= TRY IT =
Scan the records for the word "bytes". Return each line where it is found.

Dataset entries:
- Opening Delimiter -

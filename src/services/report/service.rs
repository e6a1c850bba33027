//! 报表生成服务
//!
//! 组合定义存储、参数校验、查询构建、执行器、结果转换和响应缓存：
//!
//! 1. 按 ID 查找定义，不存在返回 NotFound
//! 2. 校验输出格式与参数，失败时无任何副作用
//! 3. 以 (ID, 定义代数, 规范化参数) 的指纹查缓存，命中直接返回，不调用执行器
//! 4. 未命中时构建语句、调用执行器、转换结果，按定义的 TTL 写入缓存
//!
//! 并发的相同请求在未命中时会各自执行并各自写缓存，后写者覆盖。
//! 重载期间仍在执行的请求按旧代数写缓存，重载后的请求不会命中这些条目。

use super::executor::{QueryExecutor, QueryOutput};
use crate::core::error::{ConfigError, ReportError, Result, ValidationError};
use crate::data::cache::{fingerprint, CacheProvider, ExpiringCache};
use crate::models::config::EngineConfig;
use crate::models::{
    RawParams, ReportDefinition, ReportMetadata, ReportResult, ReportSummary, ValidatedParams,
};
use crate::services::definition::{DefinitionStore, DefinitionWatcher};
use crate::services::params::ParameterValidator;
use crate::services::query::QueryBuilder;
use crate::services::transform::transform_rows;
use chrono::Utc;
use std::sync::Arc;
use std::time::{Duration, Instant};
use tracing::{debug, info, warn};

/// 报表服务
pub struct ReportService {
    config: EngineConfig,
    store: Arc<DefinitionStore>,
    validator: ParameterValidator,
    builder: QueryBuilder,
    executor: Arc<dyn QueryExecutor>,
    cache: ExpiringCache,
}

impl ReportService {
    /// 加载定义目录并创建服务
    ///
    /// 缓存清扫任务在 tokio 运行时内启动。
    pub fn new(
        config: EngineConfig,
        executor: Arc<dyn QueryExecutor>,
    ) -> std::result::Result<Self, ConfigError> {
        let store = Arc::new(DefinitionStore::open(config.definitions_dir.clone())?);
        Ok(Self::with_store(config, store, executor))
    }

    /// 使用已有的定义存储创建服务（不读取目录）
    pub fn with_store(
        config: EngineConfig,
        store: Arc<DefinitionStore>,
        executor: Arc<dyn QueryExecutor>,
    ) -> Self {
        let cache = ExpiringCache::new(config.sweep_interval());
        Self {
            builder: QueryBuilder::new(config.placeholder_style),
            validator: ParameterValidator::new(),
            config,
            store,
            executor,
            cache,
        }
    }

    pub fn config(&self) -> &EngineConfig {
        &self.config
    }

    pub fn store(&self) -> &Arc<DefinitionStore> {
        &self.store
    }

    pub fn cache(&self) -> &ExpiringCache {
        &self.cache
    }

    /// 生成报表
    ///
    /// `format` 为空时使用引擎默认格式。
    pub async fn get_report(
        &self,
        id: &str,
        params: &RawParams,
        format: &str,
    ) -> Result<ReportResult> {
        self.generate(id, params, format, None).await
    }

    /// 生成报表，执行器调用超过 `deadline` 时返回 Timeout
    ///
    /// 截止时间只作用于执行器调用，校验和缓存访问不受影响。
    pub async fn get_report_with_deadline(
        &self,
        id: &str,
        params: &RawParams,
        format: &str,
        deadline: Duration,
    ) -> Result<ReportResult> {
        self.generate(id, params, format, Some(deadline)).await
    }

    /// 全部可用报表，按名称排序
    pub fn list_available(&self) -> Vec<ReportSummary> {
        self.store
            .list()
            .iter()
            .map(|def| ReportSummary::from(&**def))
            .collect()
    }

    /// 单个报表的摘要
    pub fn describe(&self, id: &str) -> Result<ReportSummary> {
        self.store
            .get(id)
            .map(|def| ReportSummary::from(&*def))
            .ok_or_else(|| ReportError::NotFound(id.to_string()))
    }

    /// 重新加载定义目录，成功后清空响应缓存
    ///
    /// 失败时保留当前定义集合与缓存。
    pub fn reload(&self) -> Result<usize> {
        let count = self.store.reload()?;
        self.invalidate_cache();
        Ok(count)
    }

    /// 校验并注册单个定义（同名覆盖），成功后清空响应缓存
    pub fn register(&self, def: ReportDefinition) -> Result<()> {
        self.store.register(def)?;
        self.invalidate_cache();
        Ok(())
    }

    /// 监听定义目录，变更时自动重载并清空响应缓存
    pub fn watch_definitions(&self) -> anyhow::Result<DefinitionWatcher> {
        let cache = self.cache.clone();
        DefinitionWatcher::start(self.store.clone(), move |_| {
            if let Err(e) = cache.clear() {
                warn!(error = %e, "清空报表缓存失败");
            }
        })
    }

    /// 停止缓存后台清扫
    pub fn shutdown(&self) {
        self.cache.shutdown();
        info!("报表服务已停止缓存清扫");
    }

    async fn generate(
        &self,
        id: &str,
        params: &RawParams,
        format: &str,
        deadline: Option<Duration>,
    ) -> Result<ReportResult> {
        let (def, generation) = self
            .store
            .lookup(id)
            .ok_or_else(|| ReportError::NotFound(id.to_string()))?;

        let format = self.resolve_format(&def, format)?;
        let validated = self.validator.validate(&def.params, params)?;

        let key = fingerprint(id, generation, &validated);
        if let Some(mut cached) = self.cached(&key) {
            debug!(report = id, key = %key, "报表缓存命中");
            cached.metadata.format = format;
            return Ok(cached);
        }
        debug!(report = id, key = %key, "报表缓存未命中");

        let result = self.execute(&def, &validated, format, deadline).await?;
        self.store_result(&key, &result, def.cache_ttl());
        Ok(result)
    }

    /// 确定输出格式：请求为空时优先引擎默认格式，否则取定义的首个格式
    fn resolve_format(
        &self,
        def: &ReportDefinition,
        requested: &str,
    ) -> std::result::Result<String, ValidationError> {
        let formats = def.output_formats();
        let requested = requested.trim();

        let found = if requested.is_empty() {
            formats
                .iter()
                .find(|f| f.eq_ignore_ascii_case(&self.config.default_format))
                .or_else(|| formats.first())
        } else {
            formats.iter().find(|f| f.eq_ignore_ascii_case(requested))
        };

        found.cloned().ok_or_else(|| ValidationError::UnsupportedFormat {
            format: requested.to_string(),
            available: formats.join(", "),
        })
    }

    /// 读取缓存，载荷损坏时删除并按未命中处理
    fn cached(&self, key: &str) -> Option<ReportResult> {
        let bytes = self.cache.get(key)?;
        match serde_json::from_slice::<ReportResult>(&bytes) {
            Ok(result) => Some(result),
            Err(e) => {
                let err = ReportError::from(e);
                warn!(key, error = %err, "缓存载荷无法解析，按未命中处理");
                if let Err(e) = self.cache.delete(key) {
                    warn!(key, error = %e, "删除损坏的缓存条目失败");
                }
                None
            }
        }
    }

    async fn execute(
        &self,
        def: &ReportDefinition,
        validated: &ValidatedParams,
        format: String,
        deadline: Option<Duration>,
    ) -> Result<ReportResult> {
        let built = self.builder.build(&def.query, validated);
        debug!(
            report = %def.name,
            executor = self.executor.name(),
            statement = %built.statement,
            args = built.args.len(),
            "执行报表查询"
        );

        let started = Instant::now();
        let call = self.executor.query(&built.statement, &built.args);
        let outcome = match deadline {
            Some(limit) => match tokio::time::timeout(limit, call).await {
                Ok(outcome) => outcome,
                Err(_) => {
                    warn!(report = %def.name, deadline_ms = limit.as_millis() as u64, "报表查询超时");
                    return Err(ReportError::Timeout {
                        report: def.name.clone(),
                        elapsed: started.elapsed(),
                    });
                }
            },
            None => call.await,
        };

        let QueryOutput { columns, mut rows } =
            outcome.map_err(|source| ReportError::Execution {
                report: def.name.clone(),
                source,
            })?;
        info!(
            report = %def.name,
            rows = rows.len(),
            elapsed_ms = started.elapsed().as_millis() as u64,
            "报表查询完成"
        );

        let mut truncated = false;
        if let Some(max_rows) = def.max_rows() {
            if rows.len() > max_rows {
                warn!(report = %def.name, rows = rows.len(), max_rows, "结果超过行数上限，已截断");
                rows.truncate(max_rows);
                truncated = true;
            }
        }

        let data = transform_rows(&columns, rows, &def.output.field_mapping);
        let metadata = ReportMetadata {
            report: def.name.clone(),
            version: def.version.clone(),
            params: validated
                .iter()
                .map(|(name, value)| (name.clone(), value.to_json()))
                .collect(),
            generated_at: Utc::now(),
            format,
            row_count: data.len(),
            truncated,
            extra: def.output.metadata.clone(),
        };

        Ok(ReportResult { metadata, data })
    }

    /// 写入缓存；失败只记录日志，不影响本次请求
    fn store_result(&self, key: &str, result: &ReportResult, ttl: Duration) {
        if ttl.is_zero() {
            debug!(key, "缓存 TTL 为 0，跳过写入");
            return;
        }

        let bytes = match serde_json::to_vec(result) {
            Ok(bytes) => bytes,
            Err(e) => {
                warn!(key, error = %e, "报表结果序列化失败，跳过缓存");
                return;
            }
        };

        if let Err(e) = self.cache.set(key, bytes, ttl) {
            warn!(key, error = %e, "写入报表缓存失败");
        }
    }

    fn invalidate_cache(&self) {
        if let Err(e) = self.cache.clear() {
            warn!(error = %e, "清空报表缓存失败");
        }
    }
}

- Closing Delimiter -

= ANSWER BOX =
        let bytes = self.cache.get(key)?;
        match serde_json::from_slice::<ReportResult>(&bytes) {
        let bytes = match serde_json::to_vec(result) {
            Ok(bytes) => bytes,
        if let Err(e) = self.cache.set(key, bytes, ttl) {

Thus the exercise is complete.